[Dataset entries]
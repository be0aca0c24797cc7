//! Schema Catalog
//!
//! Loads tabular sources into normalized in-memory frames, keeps the
//! metadata the model is grounded on, and executes SQL against the frames.
//! Built once at startup and read-only afterwards.

pub mod describe;
pub mod normalize;
pub mod profile;
pub mod sanitize;
pub mod typecheck;

use crate::config::CatalogSettings;
use crate::error::{InsightError, QueryExecutionError, Result};
use polars::prelude::*;
use polars::sql::SQLContext;
use serde::{Deserialize, Serialize};
use std::collections::{HashMap, HashSet};
use std::path::{Path, PathBuf};
use tracing::{error, info, warn};

pub use profile::{NumericSummary, TableSummary};
pub use sanitize::sanitize_name;

/// Execution surface the query synthesizer runs against.
///
/// Implementations must be usable from several requests at once; the
/// catalog does this by giving every `execute` call its own SQL context.
pub trait QueryEngine: Send + Sync {
    /// Valid table names, in load order.
    fn tables(&self) -> Vec<String>;

    /// Grounding text for SQL generation.
    fn schema_description(&self) -> String;

    /// Run `sql`. Errors carry the engine diagnostic verbatim.
    fn execute(&self, sql: &str) -> std::result::Result<DataFrame, QueryExecutionError>;
}

#[derive(Debug, Clone, PartialEq, Eq, Serialize, Deserialize)]
pub struct Column {
    pub name: String,
    pub dtype: String,
}

/// Metadata for one loaded source.
#[derive(Debug, Clone, PartialEq, Eq, Serialize, Deserialize)]
pub struct Table {
    pub name: String,
    pub origin: String,
    pub columns: Vec<Column>,
    pub row_count: usize,
}

/// A raw tabular source handed to [`SchemaCatalog::load`].
#[derive(Debug, Clone)]
pub enum TableSource {
    Csv(PathBuf),
    Frame { origin: String, frame: DataFrame },
}

impl TableSource {
    /// Source identifier shown to the model, e.g. the original file name.
    pub fn origin(&self) -> String {
        match self {
            TableSource::Csv(path) => path
                .file_name()
                .map(|n| n.to_string_lossy().to_string())
                .unwrap_or_else(|| path.display().to_string()),
            TableSource::Frame { origin, .. } => origin.clone(),
        }
    }

    /// The part of the origin a table name is derived from.
    fn stem(&self) -> String {
        let origin = self.origin();
        Path::new(&origin)
            .file_stem()
            .map(|s| s.to_string_lossy().to_string())
            .unwrap_or(origin)
    }

    fn read(self) -> Result<DataFrame> {
        match self {
            TableSource::Csv(path) => {
                let df = LazyCsvReader::new(&path)
                    .with_has_header(true)
                    .with_infer_schema_length(None)
                    .finish()
                    .map_err(|e| InsightError::Ingestion(format!("Failed to read CSV {}: {}", path.display(), e)))?
                    .collect()
                    .map_err(|e| InsightError::Ingestion(format!("Failed to collect CSV {}: {}", path.display(), e)))?;
                Ok(df)
            }
            TableSource::Frame { frame, .. } => Ok(frame),
        }
    }
}

/// Normalized, queryable collection of every loaded table.
pub struct SchemaCatalog {
    tables: Vec<Table>,
    frames: HashMap<String, DataFrame>,
    settings: CatalogSettings,
}

impl SchemaCatalog {
    /// Load every source, skipping (and logging) the ones that fail.
    pub fn load(sources: Vec<TableSource>, settings: CatalogSettings) -> Self {
        let mut catalog = Self {
            tables: Vec::new(),
            frames: HashMap::new(),
            settings,
        };

        for source in sources {
            let origin = source.origin();
            info!("Loading {}...", origin);
            match catalog.register(source) {
                Ok(table) => info!(
                    "✅ Loaded {}: {} rows, {} columns",
                    table.name,
                    table.row_count,
                    table.columns.len()
                ),
                Err(e) => error!("Error loading {}: {}", origin, e),
            }
        }

        catalog
    }

    /// Load every `*.csv` file in `dir`, in file-name order.
    ///
    /// A missing or unreadable directory is fatal; bad files are not.
    pub fn load_dir(dir: impl AsRef<Path>, settings: CatalogSettings) -> Result<Self> {
        let dir = dir.as_ref();
        let entries = std::fs::read_dir(dir).map_err(|e| {
            InsightError::Catalog(format!("Cannot read data directory {}: {}", dir.display(), e))
        })?;

        let mut paths: Vec<PathBuf> = entries
            .filter_map(|entry| entry.ok().map(|e| e.path()))
            .filter(|p| {
                p.is_file()
                    && p.extension()
                        .map(|ext| ext.eq_ignore_ascii_case("csv"))
                        .unwrap_or(false)
            })
            .collect();
        paths.sort();

        if paths.is_empty() {
            warn!("No CSV files found in {}", dir.display());
        }

        Ok(Self::load(
            paths.into_iter().map(TableSource::Csv).collect(),
            settings,
        ))
    }

    fn register(&mut self, source: TableSource) -> Result<Table> {
        let origin = source.origin();
        let taken: HashSet<String> = self.frames.keys().cloned().collect();
        let name = sanitize::unique_name(&sanitize_name(&source.stem()), &taken);

        let df = normalize::normalize_frame(source.read()?, &self.settings)?;

        let table = Table {
            name: name.clone(),
            origin,
            columns: df
                .get_columns()
                .iter()
                .map(|s| Column {
                    name: s.name().to_string(),
                    dtype: s.dtype().to_string(),
                })
                .collect(),
            row_count: df.height(),
        };

        self.frames.insert(name, df);
        self.tables.push(table.clone());
        Ok(table)
    }

    pub fn settings(&self) -> &CatalogSettings {
        &self.settings
    }

    pub fn tables(&self) -> Vec<String> {
        self.tables.iter().map(|t| t.name.clone()).collect()
    }

    pub fn table_records(&self) -> impl Iterator<Item = &Table> {
        self.tables.iter()
    }

    pub fn table(&self, name: &str) -> Option<&Table> {
        self.tables.iter().find(|t| t.name == name)
    }

    pub fn frame(&self, name: &str) -> Option<&DataFrame> {
        self.frames.get(name)
    }

    pub fn is_empty(&self) -> bool {
        self.tables.is_empty()
    }

    /// First `n` rows of a table; an empty frame for unknown tables.
    pub fn sample_rows(&self, name: &str, n: usize) -> DataFrame {
        self.frames
            .get(name)
            .map(|df| df.head(Some(n)))
            .unwrap_or_else(DataFrame::empty)
    }

    pub fn schema_description(&self) -> String {
        describe::render(self)
    }

    /// Run a query over the loaded tables.
    ///
    /// Every call registers the shared frames in a fresh SQL context, so
    /// concurrent callers never share a mutable handle. Numeric aggregates
    /// over text columns are rejected before execution.
    pub fn execute(&self, sql: &str) -> std::result::Result<DataFrame, QueryExecutionError> {
        if let Err(e) = typecheck::check_numeric_aggregates(self, sql) {
            warn!("Rejected query: {}", e);
            return Err(e);
        }
        let mut ctx = SQLContext::new();
        for table in &self.tables {
            if let Some(df) = self.frames.get(&table.name) {
                ctx.register(&table.name, df.clone().lazy());
            }
        }
        let df = ctx.execute(sql)?.collect()?;
        Ok(df)
    }
}

impl QueryEngine for SchemaCatalog {
    fn tables(&self) -> Vec<String> {
        SchemaCatalog::tables(self)
    }

    fn schema_description(&self) -> String {
        SchemaCatalog::schema_description(self)
    }

    fn execute(&self, sql: &str) -> std::result::Result<DataFrame, QueryExecutionError> {
        SchemaCatalog::execute(self, sql)
    }
}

*EXERCISE AIM:* Starting at the line that holds "pub fn execute(&self, sql: &str)", set down each line exactly through the last line of the records above, and no others.

*ANSWER TO THE EXERCISE:*
    pub fn execute(&self, sql: &str) -> std::result::Result<DataFrame, QueryExecutionError> {
        if let Err(e) = typecheck::check_numeric_aggregates(self, sql) {
            warn!("Rejected query: {}", e);
            return Err(e);
        }
        let mut ctx = SQLContext::new();
        for table in &self.tables {
            if let Some(df) = self.frames.get(&table.name) {
                ctx.register(&table.name, df.clone().lazy());
            }
        }
        let df = ctx.execute(sql)?.collect()?;
        Ok(df)
    }
}

impl QueryEngine for SchemaCatalog {
    fn tables(&self) -> Vec<String> {
        SchemaCatalog::tables(self)
    }

    fn schema_description(&self) -> String {
        SchemaCatalog::schema_description(self)
    }

    fn execute(&self, sql: &str) -> std::result::Result<DataFrame, QueryExecutionError> {
        SchemaCatalog::execute(self, sql)
    }
}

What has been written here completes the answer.